Quando afirmamos que tal descrição representa a última ceia, via conhecimento do texto do apóstolo João 13:21, estamos abordando tal imagem do ponto de vista iconográfico. Nos dois primeiros momentos, trabalhamos somente com as questões intrínsecas da obra. Quando compreendemos tal pintura como um documento da personalidade de Leonardo, ou da civilização da Alta Renascença italiana, ou de uma atitude religiosa particular, tratamos a obra de arte como um sintoma de algo mais que se Expressa numa variedade de outros sintomas.
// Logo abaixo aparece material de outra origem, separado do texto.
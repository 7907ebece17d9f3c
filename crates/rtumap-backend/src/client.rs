//! HTTP client for the detection and persistence backend.
//!
//! One client covers both roles because they share a host: `POST /upload`
//! runs the detection model, the remaining endpoints are plain CRUD over
//! saved records. Nothing here retries; every failure is returned to the
//! caller as a typed error.

use std::time::Duration;

use reqwest::multipart::{Form, Part};
use reqwest::{Client, Response, StatusCode, Url};
use rtumap_core::{CapturePayload, Coordinates, DetectionResult, LocationRecord, RecordId};

use crate::error::{BackendError, DetectionError, PersistenceError};
use crate::normalize::{normalize_record, normalize_upload, parse_error_body};
use crate::types::{Analytics, ApprovalResponse, SaveUploadForm, WireRecord};

/// Client for the backend REST API.
pub struct BackendClient {
    client: Client,
    base_url: Url,
}

impl BackendClient {
    /// # Errors
    ///
    /// Returns [`BackendError::Http`] if the underlying `reqwest::Client`
    /// cannot be constructed, or [`BackendError::InvalidBaseUrl`] if
    /// `base_url` is not an absolute http(s) URL.
    pub fn new(base_url: &str, timeout_secs: u64, user_agent: &str) -> Result<Self, BackendError> {
        let client = Client::builder()
            .timeout(Duration::from_secs(timeout_secs))
            .connect_timeout(Duration::from_secs(10))
            .user_agent(user_agent)
            .build()?;

        let normalised = format!("{}/", base_url.trim_end_matches('/'));
        let parsed = Url::parse(&normalised).map_err(|e| BackendError::InvalidBaseUrl {
            url: base_url.to_string(),
            reason: e.to_string(),
        })?;
        if parsed.cannot_be_a_base() {
            return Err(BackendError::InvalidBaseUrl {
                url: base_url.to_string(),
                reason: "URL cannot be used as a base".to_string(),
            });
        }

        Ok(Self {
            client,
            base_url: parsed,
        })
    }

    /// Builds `{base}/{segments...}`, percent-encoding each segment.
    fn endpoint(&self, segments: &[&str]) -> Url {
        let mut url = self.base_url.clone();
        if let Ok(mut path) = url.path_segments_mut() {
            path.pop_if_empty().extend(segments);
        }
        url
    }

    /// Fetches every saved record, in backend order.
    ///
    /// Entries that do not parse are skipped with a warning rather than
    /// failing the whole listing.
    ///
    /// # Errors
    ///
    /// - [`PersistenceError::Http`] on network failure.
    /// - [`PersistenceError::Rejected`] on a non-2xx status.
    /// - [`PersistenceError::Deserialize`] if the body is not a JSON array.
    pub async fn history(&self) -> Result<Vec<LocationRecord>, PersistenceError> {
        let url = self.endpoint(&["history"]);
        tracing::debug!(%url, "fetching record history");
        let response = self.client.get(url).send().await?;
        let body = Self::persistence_body(response, "history").await?;

        let items: Vec<serde_json::Value> =
            serde_json::from_str(&body).map_err(|e| PersistenceError::Deserialize {
                context: "GET /history".to_string(),
                source: e,
            })?;

        let records = items
            .into_iter()
            .filter_map(|item| match serde_json::from_value::<WireRecord>(item) {
                Ok(wire) => Some(normalize_record(wire)),
                Err(e) => {
                    tracing::warn!(error = %e, "skipping unparseable history record");
                    None
                }
            })
            .collect();

        Ok(records)
    }

    /// Submits a viewport capture to the detection service.
    ///
    /// # Errors
    ///
    /// - [`DetectionError::Http`] on network failure.
    /// - [`DetectionError::Rejected`] on a non-2xx status.
    /// - [`DetectionError::Malformed`] if the body is not a detection result.
    pub async fn detect(
        &self,
        payload: &CapturePayload,
        center: Coordinates,
        address: &str,
    ) -> Result<DetectionResult, DetectionError> {
        let file = Part::bytes(payload.bytes.clone())
            .file_name(payload.file_name.clone())
            .mime_str(&payload.mime_type)?;
        let form = Form::new()
            .part("file", file)
            .text("latitude", center.lat().to_string())
            .text("longitude", center.lng().to_string())
            .text("address", address.to_string());

        let url = self.endpoint(&["upload"]);
        tracing::debug!(%url, bytes = payload.bytes.len(), "submitting capture for detection");
        let response = self.client.post(url).multipart(form).send().await?;

        let status = response.status();
        let body = response.text().await?;
        if !status.is_success() {
            return Err(DetectionError::Rejected {
                status: status.as_u16(),
                message: parse_error_body(&body).message,
            });
        }

        normalize_upload(&body)
    }

    /// Persists a located record and returns the backend's copy.
    ///
    /// # Errors
    ///
    /// - [`PersistenceError::FieldValidation`] when the backend rejects
    ///   individual fields (HTTP 422 with a `detail` list).
    /// - [`PersistenceError::Rejected`] on any other non-2xx status.
    /// - [`PersistenceError::Http`] on network failure.
    /// - [`PersistenceError::Deserialize`] if the body is not a record.
    pub async fn save_upload(
        &self,
        form: &SaveUploadForm,
    ) -> Result<LocationRecord, PersistenceError> {
        let mut multipart = Form::new()
            .text("building_name", form.building_name.clone())
            .text("address", form.address.clone())
            .text("city", form.city.clone())
            .text("state", form.state.clone())
            .text("zip_code", form.zip_code.clone())
            .text("processed_image", form.processed_image.clone())
            .text("rtu_count", form.rtu_count.to_string());
        if let Some(coords) = form.coordinates {
            multipart = multipart
                .text("latitude", coords.lat().to_string())
                .text("longitude", coords.lng().to_string());
        }

        let url = self.endpoint(&["save_upload"]);
        tracing::debug!(%url, building = %form.building_name, "saving record");
        let response = self.client.post(url).multipart(multipart).send().await?;
        let body = Self::persistence_body(response, "record").await?;

        let wire: WireRecord =
            serde_json::from_str(&body).map_err(|e| PersistenceError::Deserialize {
                context: "POST /save_upload".to_string(),
                source: e,
            })?;
        Ok(normalize_record(wire))
    }

    /// Deletes a saved record.
    ///
    /// # Errors
    ///
    /// - [`PersistenceError::NotFound`] on HTTP 404.
    /// - [`PersistenceError::Rejected`] on any other non-2xx status.
    /// - [`PersistenceError::Http`] on network failure.
    pub async fn delete(&self, id: RecordId) -> Result<(), PersistenceError> {
        let segment = id.to_string();
        let url = self.endpoint(&["delete", &segment]);
        tracing::debug!(%url, "deleting record");
        let response = self.client.delete(url).send().await?;
        Self::persistence_body(response, &format!("record {id}")).await?;
        Ok(())
    }

    /// Marks a saved record as approved.
    ///
    /// # Errors
    ///
    /// Same as [`BackendClient::delete`], plus [`PersistenceError::Deserialize`]
    /// if the body is not an approval response.
    pub async fn approve(&self, id: RecordId) -> Result<ApprovalResponse, PersistenceError> {
        let segment = id.to_string();
        let url = self.endpoint(&["approve", &segment]);
        let response = self.client.post(url).send().await?;
        let body = Self::persistence_body(response, &format!("record {id}")).await?;
        serde_json::from_str(&body).map_err(|e| PersistenceError::Deserialize {
            context: format!("POST /approve/{id}"),
            source: e,
        })
    }

    /// Fetches aggregate detection statistics.
    ///
    /// # Errors
    ///
    /// Same as [`BackendClient::history`].
    pub async fn analytics(&self) -> Result<Analytics, PersistenceError> {
        let response = self.client.get(self.endpoint(&["analytics"])).send().await?;
        let body = Self::persistence_body(response, "analytics").await?;
        serde_json::from_str(&body).map_err(|e| PersistenceError::Deserialize {
            context: "GET /analytics".to_string(),
            source: e,
        })
    }

    /// Reads the body of a persistence response, mapping non-2xx statuses
    /// to typed errors.
    async fn persistence_body(response: Response, what: &str) -> Result<String, PersistenceError> {
        let status = response.status();
        let body = response.text().await?;
        if status.is_success() {
            return Ok(body);
        }

        let detail = parse_error_body(&body);
        if status == StatusCode::NOT_FOUND {
            return Err(PersistenceError::NotFound {
                what: what.to_string(),
            });
        }
        if !detail.fields.is_empty() {
            return Err(PersistenceError::FieldValidation {
                errors: detail.fields,
            });
        }
        Err(PersistenceError::Rejected {
            status: status.as_u16(),
            message: detail.message,
        })
    }
}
Quadro representando mulher com uma espada na mão esquerda e uma travessa na mão direita com uma cabeça foi publicada como sendo o retrato de Salomé com a cabeça de São João Batista.
Tal afirmação baseia-se num dado iconográfico: Bíblia – Matheus 14, 1-12.
Também na Bíblia aparece outra mulher com tais características: Judite degolando Holofernes com as próprias mãos e depositando sua cabeça em um saco (Judit 16, 9-11).
A questão é: não há referência de espadas nos relatos acerca de Salomé, nem bandejas nos relados sobre Judite.
Temos dois textos literários aplicáveis à mesma obra. Para Panofsky, estaríamos perdidos se dependêssemos somente de fontes literárias.
Passa-se a investigar a maneira pela qual, sob condições históricas, objetos e fatos eram expressos pelas formas, ou seja, a história dos estilos. Da mesma maneira, investiga-se a maneira pelo qual, sob diferentes condições históricas, temas específicos eram expressos por objetos e fatos, ou seja, a história dos tipos.
Várias pinturas do século XVI representam Judite com uma travessa. Havia um “tipo” de “Judite com a travessa”. Porém não havia um “tipo” de “Salomé com a espada”. Daí pode-se concluir que também a obra de Maffei representa Judite e não, como se chegou a pensar, Salomé.

Iconografia
Do grego, eikôn, imagem, retrato, e graphô, escrita. Adotado como cultismo para aludir à arte da pintura ou desenho de retratos, nas Notas Tironianas (485). Em seiscentos era aplicado em Itália às colações de retratos de personalidades célebres. Atualmente abrange um leque mais vasto de representações figuradas: indivíduos, monumentos, sítios, símbolos, etc.

Iconologia
Do grego, eikôn, imagem, retrato, e logos, palavra, discurso. Termo usado por Platão com o significado de linguagem figurada. Volta a ocorrer somente em 1593 já como cultismo grego italianizado, para titular o tratado de alegorias, ou Verdadeira descrição das imagens universais, de Cesare Ripa. O conceito será retomado pelos sucessivos editores da obra, nomeadamente por Jean Baudoin (1636), Juan Bautista Boudard (Parma, 1759), Cesar Orlandi (Perúgia, 1764), etc., para quem designa a representação de faculdades da alma, virtudes, disposições psíquicas, artes e ciências. No ano de 1927, Emile Mâle considera a iconologia auxiliar indispensável da iconografia para bem interpretar o significado da obra artística. Posteriormente, em 1939, Erwin Panofsky usará o termo para denominar o estudo cultural da obra de arte, como testemunho de uma civilização, um método esboçado por Aby Warburg em 1912 e orientado para a decodificação e análise dos significados conceptuais que a obra de arte encerra, o qual se ocupa do seu significado derradeiro (filosófico ou conceptual, histórico, social, etc.). Constitui hoje em dia uma via de acesso fundamental ao fenômeno estético, complementando os resultados de investigações de base positivista, formalista ou sociológica e apresentando-se, concomitantemente, como o instrumento mais adequado para lograr a inserção da arte no lugar que legitimamente lhe cabe no seio da história geral da cultura.